Christchurch devotees stay positive, help others

After a 6.3 magnitude earthquake completely destroyed their Deities and temple building on February 22nd—what to speak of half of their city—Christchurch devotees are trying to stay positive during one of the most difficult times in their lives.

Krishna devotees copeAfter a 6.3 magnitude earthquake completely destroyed their Deities and temple building on February 22nd—what to speak of half of their city—Christchurch devotees are trying to stay positive during one of the most difficult times in their lives.

They’ve made a temporary home for forms of Srila Prabhupada, Giriraja, and their small Gaura Nitai Deities, who survived the earthquake, in one devotee’s house.

“The worship is not as elaborate as it was in the temple, but we’re doing the best we can,” says temple president Ramanuja Dasa. “We dress them daily, bathe them with an abhishekha ceremony in the mornings, and make at least one food offering per day. Devotees also gathered for a few special programs right after the disaster, and we’ll be meeting once a week from now on.”

Ramanuja and other devotees ventured into the doomed temple building during the first two days following the earthquake, and were able to save the Deities’ outfits, and much of the paraphernalia needed for their worship. They also succeeded in saving other valuable items from the ground floor, including items from the temple gift shop, office equipment like files and computers, and expensive kitchen equipment like burners, large pots, and a commercial fridge.

“We had to leave everything that was upstairs, because the building’s too fragile, and there are still many aftershocks,” Ramanuja says. “If we were up there during one, we’d be trapped.”

With the donations that have trickled in from well-wishers around the world, Christchurch devotees have been able to purchase large storage containers to keep their rescued equipment in for the time being.

The wrecked temple building has now been condemned, and no one can enter it on penalty of prosecution. It’s so badly damaged that it cannot be repaired—it will have to be completely demolished and rebuilt.

But the Deities are not the only ones with no home. Three devotees’ houses—including Ramanuja’s—have been severely damaged, and are not fit for residence. “I’m just living in a tent in someone’s backyard at the moment,” says Ramanuja, laughing good-naturedly.

Despite his positive mood, it could be a long time before devotees’ homes are fixed and there is a temple in Christchurch again.

“Because of the amount of damage throughout the city, it could take a year to 18 months for the government and insurance people to get here, take a look at everything, and decide what needs to be done,” he says. “They’re focusing on the most damaged areas first.”

So while the temple, and its contents, are insured, it could be two years before a new place of worship is constructed.

Throughout all this time, the Deities are likely to remain where they are—in a devotee’s home. And the Christchurch ISKCON community—which is currently without income—still has to find a way to pay insurance on two properties, as well as fees to the local council.

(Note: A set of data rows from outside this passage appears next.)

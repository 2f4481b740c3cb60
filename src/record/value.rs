//! Closed set of values a record may contain

use serde_json::{Map, Number, Value};
use thiserror::Error;

/// A value headed for the wire.
///
/// Every variant except [`RecordValue::Opaque`] has a JSON form. `Opaque`
/// stands for anything the encoder does not know how to represent.
#[derive(Debug, Clone, PartialEq)]
pub enum RecordValue {
    Int(i64),
    UInt(u64),
    Float(f64),
    Bool(bool),
    Text(String),
    /// Array-like container, encoded as a JSON array
    Sequence(Vec<RecordValue>),
    /// Field list of a convertible object, encoded in field order
    Object(Vec<(String, RecordValue)>),
    /// Unrepresentable value; encoding it always fails
    Opaque { type_name: String },
}

/// Record serialization errors
#[derive(Debug, Error)]
pub enum SerializeError {
    /// Value type has no JSON representation
    #[error("Object of type {type_name} at {path} is not JSON serializable")]
    Unsupported { path: String, type_name: String },
    /// NaN or infinity, which JSON cannot carry
    #[error("Non-finite number {value} at {path}")]
    NonFinite { path: String, value: f64 },
    /// serde_json failed to write the document
    #[error("JSON encoding failed: {0}")]
    Json(#[from] serde_json::Error),
}

/// Capability to turn a value into a record object
pub trait ToRecord {
    fn to_record(&self) -> RecordValue;
}

impl From<i64> for RecordValue {
    fn from(v: i64) -> Self {
        RecordValue::Int(v)
    }
}

impl From<u64> for RecordValue {
    fn from(v: u64) -> Self {
        RecordValue::UInt(v)
    }
}

impl From<f64> for RecordValue {
    fn from(v: f64) -> Self {
        RecordValue::Float(v)
    }
}

impl From<bool> for RecordValue {
    fn from(v: bool) -> Self {
        RecordValue::Bool(v)
    }
}

impl From<&str> for RecordValue {
    fn from(v: &str) -> Self {
        RecordValue::Text(v.to_string())
    }
}

impl From<String> for RecordValue {
    fn from(v: String) -> Self {
        RecordValue::Text(v)
    }
}

impl<T: Into<RecordValue>> From<Vec<T>> for RecordValue {
    fn from(v: Vec<T>) -> Self {
        RecordValue::Sequence(v.into_iter().map(Into::into).collect())
    }
}

impl RecordValue {
    /// Convert to a JSON value, rooted at `$`
    pub fn to_json(&self) -> Result<Value, SerializeError> {
        self.to_json_at("$")
    }

    fn to_json_at(&self, path: &str) -> Result<Value, SerializeError> {
        match self {
            RecordValue::Int(v) => Ok(Value::from(*v)),
            RecordValue::UInt(v) => Ok(Value::from(*v)),
            RecordValue::Float(v) => Number::from_f64(*v)
                .map(Value::Number)
                .ok_or_else(|| SerializeError::NonFinite {
                    path: path.to_string(),
                    value: *v,
                }),
            RecordValue::Bool(v) => Ok(Value::Bool(*v)),
            RecordValue::Text(v) => Ok(Value::String(v.clone())),
            RecordValue::Sequence(items) => items
                .iter()
                .enumerate()
                .map(|(i, item)| item.to_json_at(&format!("{}[{}]", path, i)))
                .collect::<Result<Vec<_>, _>>()
                .map(Value::Array),
            RecordValue::Object(fields) => {
                let mut map = Map::with_capacity(fields.len());
                for (name, value) in fields {
                    let json = value.to_json_at(&format!("{}.{}", path, name))?;
                    map.insert(name.clone(), json);
                }
                Ok(Value::Object(map))
            }
            RecordValue::Opaque { type_name } => Err(SerializeError::Unsupported {
                path: path.to_string(),
                type_name: type_name.clone(),
            }),
        }
    }
}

Of course, this isn’t even the main concern right now. People are simply trying to fulfill the basic living necessities. Fifty per cent of Christchurch is still without water, although electricity is back in about 70% of the city. The government is still finding its feet, trying to get itself up and running, and concentrating on organizing the infrastructure and taking care of people.

“We’re still coming to terms with the destruction,” Ramanuja says. “Sixty per cent of the city just doesn’t exist anymore. And most of what’s left is either heavily damaged or quite damaged. The infrastructure—roads, sewage, bridges—is all trashed. It’s like a war zone.”

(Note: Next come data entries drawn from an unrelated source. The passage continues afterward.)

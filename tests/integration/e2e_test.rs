//! End-to-end polling scenarios

use crate::common::{bar, FakeFirehose, FakeProvider};
use chrono::{TimeZone, Utc};
use std::sync::Arc;
use std::time::Duration;
use ticker_stream::feed::FetchError;
use ticker_stream::poller::{FixedClock, Poller, PollerConfig, PollerError};
use tokio::sync::watch;
use tokio_test::{assert_err, assert_ok};

fn config(symbols: &[&str]) -> PollerConfig {
    PollerConfig {
        delivery_stream: "stock-market-data".to_string(),
        symbols: symbols.iter().map(|s| s.to_string()).collect(),
        interval: Duration::from_millis(20),
    }
}

#[tokio::test]
async fn test_quote_reaches_sink_as_json_line() {
    let t = Utc.with_ymd_and_hms(2024, 1, 15, 16, 0, 7).unwrap();
    let provider =
        Arc::new(FakeProvider::default().with_bar("AAPL", bar(150.0, 151.0, 149.5, 150.5, 1_000_000.0)));
    let firehose = Arc::new(FakeFirehose::default());
    let poller = Poller::new(config(&["AAPL"]), provider, firehose.clone())
        .with_clock(Arc::new(FixedClock(t)));

    let report = assert_ok!(poller.run_cycle().await);
    assert_eq!(report.sent.len(), 1);

    let accepted = firehose.accepted.lock().unwrap();
    assert_eq!(accepted[0].0, "stock-market-data");
    assert_eq!(
        String::from_utf8(accepted[0].1.clone()).unwrap(),
        format!(
            "{{\"symbol\":\"AAPL\",\"timestamp\":{},\"open\":150.0,\"high\":151.0,\"low\":149.5,\"close\":150.5,\"volume\":1000000}}\n",
            t.timestamp()
        )
    );
}

#[tokio::test]
async fn test_symbol_without_data_is_skipped() {
    let provider =
        Arc::new(FakeProvider::default().with_bar("AAPL", bar(1.0, 2.0, 0.5, 1.5, 10.0)));
    let firehose = Arc::new(FakeFirehose::default());
    let poller = Poller::new(config(&["XYZ", "AAPL"]), provider.clone(), firehose.clone());

    let report = assert_ok!(poller.run_cycle().await);

    assert_eq!(report.skipped, vec!["XYZ".to_string()]);
    assert_eq!(report.sent[0].0, "AAPL");
    assert_eq!(*firehose.attempts.lock().unwrap(), 1);
    assert_eq!(*provider.requests.lock().unwrap(), vec!["XYZ", "AAPL"]);
}

#[tokio::test]
async fn test_submission_failure_stops_everything() {
    let provider = Arc::new(
        FakeProvider::default()
            .with_bar("AAPL", bar(1.0, 2.0, 0.5, 1.5, 10.0))
            .with_bar("MSFT", bar(1.0, 2.0, 0.5, 1.5, 10.0))
            .with_bar("NVDA", bar(1.0, 2.0, 0.5, 1.5, 10.0)),
    );
    let firehose = Arc::new(FakeFirehose {
        fail_after: Some(1),
        ..Default::default()
    });
    let poller = Poller::new(
        config(&["AAPL", "MSFT", "NVDA"]),
        provider.clone(),
        firehose.clone(),
    );

    let (_stop_tx, stop_rx) = watch::channel(false);
    let err = assert_err!(poller.run(stop_rx).await);

    assert!(matches!(err, PollerError::Sink { ref symbol, .. } if symbol == "MSFT"));
    assert_eq!(*provider.requests.lock().unwrap(), vec!["AAPL", "MSFT"]);
    assert_eq!(firehose.accepted.lock().unwrap().len(), 1);
}

#[tokio::test]
async fn test_provider_failure_stops_everything() {
    let provider = Arc::new(
        FakeProvider::default()
            .with_bar("AAPL", bar(1.0, 2.0, 0.5, 1.5, 10.0))
            .with_bar("NVDA", bar(1.0, 2.0, 0.5, 1.5, 10.0))
            .with_failure("MSFT"),
    );
    let firehose = Arc::new(FakeFirehose::default());
    let poller = Poller::new(
        config(&["AAPL", "MSFT", "NVDA"]),
        provider.clone(),
        firehose.clone(),
    );

    let (_stop_tx, stop_rx) = watch::channel(false);
    let err = assert_err!(poller.run(stop_rx).await);

    assert!(matches!(
        err,
        PollerError::Fetch(FetchError::Status { ref symbol, status: 502, .. }) if symbol == "MSFT"
    ));
    assert_eq!(*provider.requests.lock().unwrap(), vec!["AAPL", "MSFT"]);
    assert_eq!(*firehose.attempts.lock().unwrap(), 1);
}

#[tokio::test]
async fn test_each_cycle_visits_every_symbol_once_in_order() {
    let symbols = ["AAPL", "MSFT", "GOOGL", "NFLX"];
    let provider = Arc::new(
        symbols
            .iter()
            .fold(FakeProvider::default(), |p, s| {
                p.with_bar(s, bar(1.0, 2.0, 0.5, 1.5, 10.0))
            }),
    );
    let firehose = Arc::new(FakeFirehose::default());
    let poller = Poller::new(config(&symbols), provider.clone(), firehose.clone());

    for _ in 0..3 {
        assert_ok!(poller.run_cycle().await);
    }

    let requests = provider.requests.lock().unwrap();
    assert_eq!(requests.len(), 12);
    for cycle in requests.chunks(symbols.len()) {
        assert_eq!(cycle, symbols);
    }
    assert_eq!(*firehose.attempts.lock().unwrap(), 12);
}

#[tokio::test]
async fn test_run_keeps_polling_until_stopped() {
    let provider =
        Arc::new(FakeProvider::default().with_bar("AAPL", bar(1.0, 2.0, 0.5, 1.5, 10.0)));
    let firehose = Arc::new(FakeFirehose::default());
    let poller = Poller::new(config(&["AAPL"]), provider, firehose.clone());

    let (stop_tx, stop_rx) = watch::channel(false);
    let watcher = {
        let firehose = firehose.clone();
        tokio::spawn(async move {
            loop {
                if firehose.accepted.lock().unwrap().len() >= 3 {
                    break;
                }
                tokio::time::sleep(Duration::from_millis(5)).await;
            }
            stop_tx.send(true).unwrap();
        })
    };

    tokio::time::timeout(Duration::from_secs(5), poller.run(stop_rx))
        .await
        .expect("poller did not stop")
        .unwrap();
    watcher.await.unwrap();

    assert!(firehose.accepted.lock().unwrap().len() >= 3);
}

Like everyone else, devotees are still trying to figure out what to do with their lives. Since the City Center is completely destroyed, and there are many businesses that will never re-open, about half of the devotee community is currently unemployed. Many are likely to relocate simply so that they can find work—they have no other choice.

Some of the ones that do may also leave, for other reasons.

“The aftershocks are still coming,” says Ramanuja. “And they have people really on edge. We’ve had three major earthquakes in the last five months now, and continuous aftershocks throughout. The worst is when you’re trying to sleep at night, and things just start shaking. You don’t know if it’s just a small tremor, or if there’s going to be another big one. After five months of that, a lot of people are at their wit’s end. The government estimates that roughly one third of the city will relocate permanently—just never come back.”

Of course, it’s not all doom and gloom. Many devotees will stay. And the earthquake has caused a wonderful spirit of giving and helping others amongst all the people of the city. Church groups, community groups, and even individuals are feeding others, and the devotees are playing their own part.

“Wellington temple president Jag Jivan Prabhu came with six devotees from Wellington and Auckland, and a big catering van,” Ramanuja says. “Several of our devotees who really wanted to do something for the people of the city, but didn’t have the equipment, joined them. Now there’s a team of about twelve devotees who have been preparing prasadam in a devotee’s backyard and serving it to 400 to 700 people a day since Monday.”
Devotees are focusing on helping residents in some of the worst affected suburbs, as well as the 600 or so rescue workers who are still combing through rubble in the City Center in the search for survivors.

“One devotee identified a control and command center in town where food packs can be left for the emergency workers to collect,” Ramanuja says. “They’re skilled workers who have come from all over the world—China, Korea, Japan, the US, Australia, England—to help us, and there are at least forty or fifty vegetarians amongst them. We’ve heard that they were very grateful to receive the prasadam!”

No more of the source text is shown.